A Raspberry Pi wireless access point is a great way to extend the length of your Wi-Fi coverage, and provide an additional access into your network.
In this tutorial, we will show you how to setup a wireless access point, and how to configure the multiple packages that allow users to connect to your access point as if it was a router itself.
You will need to keep in mind that a Wi-Fi dongle most likely won’t be able to handle as much traffic as a normal router. This means you should avoid allowing too many connections to the device to stop it from becoming too overburdened and slow.
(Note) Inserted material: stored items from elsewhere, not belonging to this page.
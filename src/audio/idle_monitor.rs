use async_trait::async_trait;
use dashmap::{mapref::entry::Entry, DashMap};
use serenity::model::id::GuildId;
use std::{
    sync::{
        atomic::{AtomicU64, Ordering},
        Arc,
    },
    time::Duration,
};
use tokio::sync::oneshot;
use tracing::{debug, info, warn};

use super::coordinator::PlaybackCoordinator;

/// Cuenta los oyentes humanos del canal de voz del bot
#[async_trait]
pub trait Occupancy: Send + Sync {
    /// Non-bot members in the voice channel the bot occupies in `room`.
    async fn listeners(&self, room: GuildId) -> usize;
}

struct PendingTeardown {
    id: u64,
    cancel: oneshot::Sender<()>,
}

/// Disconnects rooms whose voice channel stays empty for a grace period.
///
/// At most one timer is outstanding per room. Occupancy is checked again
/// when the timer fires, so a listener who came back without producing an
/// event still keeps the bot connected.
pub struct IdleMonitor {
    grace: Duration,
    coordinator: Arc<PlaybackCoordinator>,
    occupancy: Arc<dyn Occupancy>,
    pending: Arc<DashMap<GuildId, PendingTeardown>>,
    next_id: AtomicU64,
}

impl IdleMonitor {
    pub fn new(
        coordinator: Arc<PlaybackCoordinator>,
        occupancy: Arc<dyn Occupancy>,
        grace: Duration,
    ) -> Self {
        Self {
            grace,
            coordinator,
            occupancy,
            pending: Arc::new(DashMap::new()),
            next_id: AtomicU64::new(1),
        }
    }

    /// Registra un cambio de ocupación del canal del bot en `room`
    pub fn observe(&self, room: GuildId, listeners: usize) {
        if listeners > 0 {
            if let Some((_, timer)) = self.pending.remove(&room) {
                let _ = timer.cancel.send(());
                debug!("👥 Alguien volvió a guild {}, desconexión cancelada", room);
            }
            return;
        }

        match self.pending.entry(room) {
            Entry::Occupied(_) => debug!("Ya hay un temporizador de inactividad en guild {}", room),
            Entry::Vacant(slot) => {
                let id = self.next_id.fetch_add(1, Ordering::Relaxed);
                let (cancel, cancelled) = oneshot::channel();
                slot.insert(PendingTeardown { id, cancel });

                debug!("⏳ Canal vacío en guild {}, esperando {:?}", room, self.grace);
                tokio::spawn(grace_timer(
                    room,
                    id,
                    self.grace,
                    cancelled,
                    self.coordinator.clone(),
                    self.occupancy.clone(),
                    self.pending.clone(),
                ));
            }
        }
    }

    pub fn has_pending(&self, room: GuildId) -> bool {
        self.pending.contains_key(&room)
    }
}

async fn grace_timer(
    room: GuildId,
    id: u64,
    grace: Duration,
    cancelled: oneshot::Receiver<()>,
    coordinator: Arc<PlaybackCoordinator>,
    occupancy: Arc<dyn Occupancy>,
    pending: Arc<DashMap<GuildId, PendingTeardown>>,
) {
    tokio::select! {
        _ = tokio::time::sleep(grace) => {}
        _ = cancelled => return,
    }

    pending.remove_if(&room, |_, timer| timer.id == id);

    let listeners = occupancy.listeners(room).await;
    if listeners > 0 {
        debug!("Guild {} tiene {} oyentes al expirar, se mantiene", room, listeners);
        return;
    }

    info!("💤 Canal vacío en guild {}, desconectando", room);
    if let Err(e) = coordinator.disconnect(room).await {
        warn!("Error al desconectar por inactividad: {}", e);
    }
}
use async_trait::async_trait;
use serenity::{
    cache::Cache,
    model::id::{ChannelId, GuildId, UserId},
};
use std::sync::Arc;

use crate::audio::idle_monitor::Occupancy;

/// Canal de voz en el que está `user` dentro de `guild`, según la caché
pub fn user_voice_channel(cache: &Cache, guild: GuildId, user: UserId) -> Option<ChannelId> {
    let guild = cache.guild(guild)?;
    guild.voice_states.get(&user).and_then(|state| state.channel_id)
}

/// Oyentes humanos en el canal de voz del bot, o `None` si el bot no está en voz
pub fn listeners_in_bot_channel(cache: &Cache, guild_id: GuildId) -> Option<usize> {
    let bot_id = cache.current_user().id;
    let guild = cache.guild(guild_id)?;
    let bot_channel = guild.voice_states.get(&bot_id)?.channel_id?;

    let occupants = guild.voice_states.values().map(|state| {
        let is_bot = state
            .member
            .as_ref()
            .map(|member| member.user.bot)
            .or_else(|| guild.members.get(&state.user_id).map(|m| m.user.bot))
            .unwrap_or(false);
        (state.channel_id, is_bot)
    });

    Some(count_listeners(occupants, bot_channel))
}

fn count_listeners(
    occupants: impl Iterator<Item = (Option<ChannelId>, bool)>,
    channel: ChannelId,
) -> usize {
    occupants
        .filter(|(occupied, is_bot)| *occupied == Some(channel) && !is_bot)
        .count()
}

/// Ocupación leída de la caché de serenity
pub struct CacheOccupancy {
    cache: Arc<Cache>,
}

impl CacheOccupancy {
    pub fn new(cache: Arc<Cache>) -> Self {
        Self { cache }
    }
}

#[async_trait]
impl Occupancy for CacheOccupancy {
    async fn listeners(&self, room: GuildId) -> usize {
        listeners_in_bot_channel(&self.cache, room).unwrap_or(0)
    }
}
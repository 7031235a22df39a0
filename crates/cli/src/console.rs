//! Dispatches parsed console commands to the fridge.

use fridge::FridgeHandle;
use metrics_exporter_prometheus::PrometheusHandle;

use crate::command::{ConsoleCommand, HELP};
use crate::error::CliError;

/// Whether the input loop should keep reading.
#[derive(Debug, Clone, Copy, PartialEq, Eq)]
pub enum Flow {
    Continue,
    Quit,
}

/// Console session bound to a running fridge.
pub struct Console {
    fridge: FridgeHandle,
    metrics: Option<PrometheusHandle>,
}

impl Console {
    pub fn new(fridge: FridgeHandle, metrics: Option<PrometheusHandle>) -> Self {
        Self { fridge, metrics }
    }

    /// Forwards `command` to the fridge without waiting for its effects.
    #[tracing::instrument(skip(self, command), fields(command = command.name()))]
    pub fn execute(&self, command: ConsoleCommand) -> Result<Flow, CliError> {
        metrics::counter!("console_commands_total", "command" => command.name()).increment(1);

        match command {
            ConsoleCommand::Order(product) => self.fridge.request_order(product)?,
            ConsoleCommand::Consume(product) => self.fridge.consume(product)?,
            ConsoleCommand::DisplayStock => self.fridge.display_stock()?,
            ConsoleCommand::DisplayOrderHistory => self.fridge.display_order_history()?,
            ConsoleCommand::Metrics => match &self.metrics {
                Some(handle) => println!("{}", handle.render()),
                None => println!("No metrics recorder installed"),
            },
            ConsoleCommand::Help => println!("{HELP}"),
            ConsoleCommand::Quit => return Ok(Flow::Quit),
        }
        Ok(Flow::Continue)
    }

    pub fn fridge(&self) -> &FridgeHandle {
        &self.fridge
    }
}
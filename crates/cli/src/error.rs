//! Console error types.

use fridge::FridgeError;
use thiserror::Error;

/// Errors that end the console session.
#[derive(Debug, Error)]
pub enum CliError {
    /// The fridge stopped accepting commands.
    #[error("Fridge error: {0}")]
    Fridge(#[from] FridgeError),

    /// Reading from stdin failed.
    #[error("I/O error: {0}")]
    Io(#[from] std::io::Error),
}
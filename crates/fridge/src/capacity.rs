//! Capacity trackers: one actor per bounded counter (weight, space).

use serde::{Deserialize, Serialize};
use tokio::sync::{mpsc, oneshot};

use crate::aggregator::{AggregatorAddress, AggregatorReply};
use crate::error::{FridgeError, Result};

/// Which resource a tracker counts.
#[derive(Debug, Clone, Copy, PartialEq, Eq, Hash, Serialize, Deserialize)]
pub enum CapacityKind {
    /// Total unit weight of the stocked products.
    Weight,
    /// Number of stocked items (slots).
    Space,
}

impl CapacityKind {
    pub fn as_str(&self) -> &'static str {
        match self {
            CapacityKind::Weight => "weight",
            CapacityKind::Space => "space",
        }
    }

    fn actor_name(&self) -> &'static str {
        match self {
            CapacityKind::Weight => "weight tracker",
            CapacityKind::Space => "space tracker",
        }
    }

    /// Wraps an available figure in the reply variant for this tracker.
    pub fn reply(&self, available: i64) -> AggregatorReply {
        match self {
            CapacityKind::Weight => AggregatorReply::WeightAvailable(available),
            CapacityKind::Space => AggregatorReply::SpaceAvailable(available),
        }
    }
}

impl std::fmt::Display for CapacityKind {
    fn fmt(&self, f: &mut std::fmt::Formatter<'_>) -> std::fmt::Result {
        write!(f, "{}", self.as_str())
    }
}

/// A used-amount counter with its limit.
///
/// `current` follows every delta exactly, even past `max` or below zero, so it
/// converges to the real stock once all updates are processed. Only
/// [`available`](Self::available) is bounded to `[0, max]`.
#[derive(Debug, Clone, Copy, PartialEq, Eq, Serialize, Deserialize)]
pub struct CapacityState {
    pub current: i64,
    pub max: i64,
}

impl CapacityState {
    pub fn new(current: i64, max: i64) -> Self {
        Self {
            current,
            max: max.max(0),
        }
    }

    /// Remaining headroom, never negative and never above `max`.
    pub fn available(&self) -> i64 {
        self.max.saturating_sub(self.current).clamp(0, self.max)
    }

    /// Whether `0 <= current <= max` holds.
    pub fn in_range(&self) -> bool {
        (0..=self.max).contains(&self.current)
    }

    /// Applies a signed delta. Returns false if the counter left `[0, max]`.
    pub fn apply(&mut self, delta: i64) -> bool {
        self.current = self.current.saturating_add(delta);
        self.in_range()
    }
}

pub(crate) enum CapacityCommand {
    Add(i64),
    Remove(i64),
    GetAvailable(AggregatorAddress),
    State(oneshot::Sender<CapacityState>),
}

/// Actor owning one capacity counter.
///
/// The mailbox is drained strictly in order, so queries always observe every
/// delta that was sent before them.
pub struct CapacityTracker {
    kind: CapacityKind,
    state: CapacityState,
    mailbox: mpsc::UnboundedReceiver<CapacityCommand>,
}

impl CapacityTracker {
    /// Spawns a tracker task seeded with `current` used out of `max`.
    ///
    /// The task stops once every handle has been dropped.
    pub fn spawn(kind: CapacityKind, current: i64, max: i64) -> CapacityHandle {
        let (sender, mailbox) = mpsc::unbounded_channel();
        let state = CapacityState::new(current, max);
        if !state.in_range() {
            tracing::warn!(
                tracker = kind.as_str(),
                current = state.current,
                max = state.max,
                "initial capacity out of range"
            );
        }

        let tracker = Self {
            kind,
            state,
            mailbox,
        };
        tokio::spawn(tracker.run());

        CapacityHandle { kind, sender }
    }

    async fn run(mut self) {
        tracing::info!(
            tracker = self.kind.as_str(),
            current = self.state.current,
            max = self.state.max,
            "capacity tracker started"
        );
        self.publish_gauge();

        while let Some(command) = self.mailbox.recv().await {
            self.handle(command);
        }

        tracing::info!(tracker = self.kind.as_str(), "capacity tracker stopped");
    }

    fn handle(&mut self, command: CapacityCommand) {
        match command {
            CapacityCommand::Add(amount) => self.apply(amount, "added"),
            CapacityCommand::Remove(amount) => self.apply(amount.saturating_neg(), "removed"),
            CapacityCommand::GetAvailable(reply_to) => {
                let available = self.state.available();
                tracing::debug!(
                    tracker = self.kind.as_str(),
                    aggregator_id = %reply_to.id(),
                    available,
                    "answering availability query"
                );
                // The aggregator may already have given up.
                if reply_to.tell(self.kind.reply(available)).is_err() {
                    tracing::debug!(
                        tracker = self.kind.as_str(),
                        aggregator_id = %reply_to.id(),
                        "aggregator gone, reply dropped"
                    );
                }
            }
            CapacityCommand::State(respond_to) => {
                let _ = respond_to.send(self.state);
            }
        }
    }

    fn apply(&mut self, delta: i64, action: &'static str) {
        if !self.state.apply(delta) {
            tracing::warn!(
                tracker = self.kind.as_str(),
                delta,
                current = self.state.current,
                max = self.state.max,
                "capacity out of range, fridge over- or under-counted"
            );
        } else {
            tracing::info!(
                tracker = self.kind.as_str(),
                amount = delta.unsigned_abs(),
                current = self.state.current,
                max = self.state.max,
                "capacity {action}"
            );
        }
        self.publish_gauge();
    }

    fn publish_gauge(&self) {
        metrics::gauge!("fridge_capacity_used", "tracker" => self.kind.as_str())
            .set(self.state.current as f64);
    }
}

/// Cloneable address of a running [`CapacityTracker`].
#[derive(Clone)]
pub struct CapacityHandle {
    kind: CapacityKind,
    sender: mpsc::UnboundedSender<CapacityCommand>,
}

impl CapacityHandle {
    pub fn kind(&self) -> CapacityKind {
        self.kind
    }

    /// Increases the used amount.
    pub fn add(&self, amount: i64) -> Result<()> {
        self.tell(CapacityCommand::Add(amount))
    }

    /// Decreases the used amount.
    pub fn remove(&self, amount: i64) -> Result<()> {
        self.tell(CapacityCommand::Remove(amount))
    }

    /// Asks the tracker to send its headroom to `reply_to`.
    pub fn get_available(&self, reply_to: AggregatorAddress) -> Result<()> {
        self.tell(CapacityCommand::GetAvailable(reply_to))
    }

    /// Reads the counter after every previously sent delta has been applied.
    pub async fn state(&self) -> Result<CapacityState> {
        let (respond_to, response) = oneshot::channel();
        self.tell(CapacityCommand::State(respond_to))?;
        response.await.map_err(|_| FridgeError::ReplyDropped {
            actor: self.kind.actor_name(),
        })
    }

    fn tell(&self, command: CapacityCommand) -> Result<()> {
        self.sender
            .send(command)
            .map_err(|_| FridgeError::MailboxClosed {
                actor: self.kind.actor_name(),
            })
    }
}

#[cfg(test)]
impl CapacityHandle {
    /// Builds a handle over a bare channel so tests can play the tracker.
    pub(crate) fn detached(kind: CapacityKind) -> (Self, mpsc::UnboundedReceiver<CapacityCommand>) {
        let (sender, mailbox) = mpsc::unbounded_channel();
        (Self { kind, sender }, mailbox)
    }
}
//! Fridge actor error types.

use thiserror::Error;

/// Errors returned by actor handles.
///
/// Fire-and-forget sends only fail when the receiving actor has stopped.
#[derive(Debug, Clone, PartialEq, Eq, Error)]
pub enum FridgeError {
    /// The actor's mailbox is closed.
    #[error("Mailbox closed: {actor} is no longer running")]
    MailboxClosed { actor: &'static str },

    /// The actor stopped before answering a query.
    #[error("Reply dropped: {actor} stopped before answering")]
    ReplyDropped { actor: &'static str },
}

/// Convenience type alias for fridge results.
pub type Result<T> = std::result::Result<T, FridgeError>;
//! Console front end for the smart-fridge simulation.
//!
//! Reads commands line by line, forwards them to the fridge actor as
//! fire-and-forget messages, and prints help and metrics on request.

pub mod command;
pub mod config;
pub mod console;
pub mod error;

pub use command::{CommandError, ConsoleCommand, HELP};
pub use config::{Config, LogFormat};
pub use console::{Console, Flow};
pub use error::CliError;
While you can use any Wi-Fi dongle that supports being enabled as an access point our tutorial will directly focus on how to set this up for the Raspberry Pi 3’s Wi-Fi Module. If you are using an earlier model of the Raspberry Pi you can purchase a Wi-Fi adapter that supports being utilized as an access point from numerous websites, make sure you research prior to purchasing to make sure it works on the Raspberry Pi.
This tutorial can be combined well with our VPN Access Point tutorial, you can find the tutorial on how to set that up located directly after this tutorial. Basically, it will show how to setup a OpenVPN client and redirect all traffic through that client.
Below are all the bits and pieces that I used for this Raspberry Pi Wireless Access Point tutorial, there is nothing super special that you will need to be able to complete this.
Raspberry Pi 2 or 3
Wifi dongle (The Pi 3 has WiFi inbuilt)
Setting up the Wireless Access Point
As with most tutorials I do, this one just uses a clean version of Raspbian that has been updated to the latest packages.
To setup the Raspberry Pi wireless access point we will be making the use of two packages. These two packages are hostapd and dnsmasq. hostapd is the package that allows us to utilize a Wi-Fi device as an access point, in our case we will be utilizing this to turn the Raspberry Pi 3’s Wi-Fi into our access point.
The other package, dnsmasq acts as both a DHCP and DNS server so that we can assign IP addresses and process DNS requests through our Raspberry Pi itself. As a bonus dnsmasq is very easy to configure while being somewhat lightweight in comparison to isc-dhcp-server and bind9 packages.
Remember for this specific Raspberry Pi tutorial we will need to be utilizing an ethernet network connection and not the Wi-Fi connection.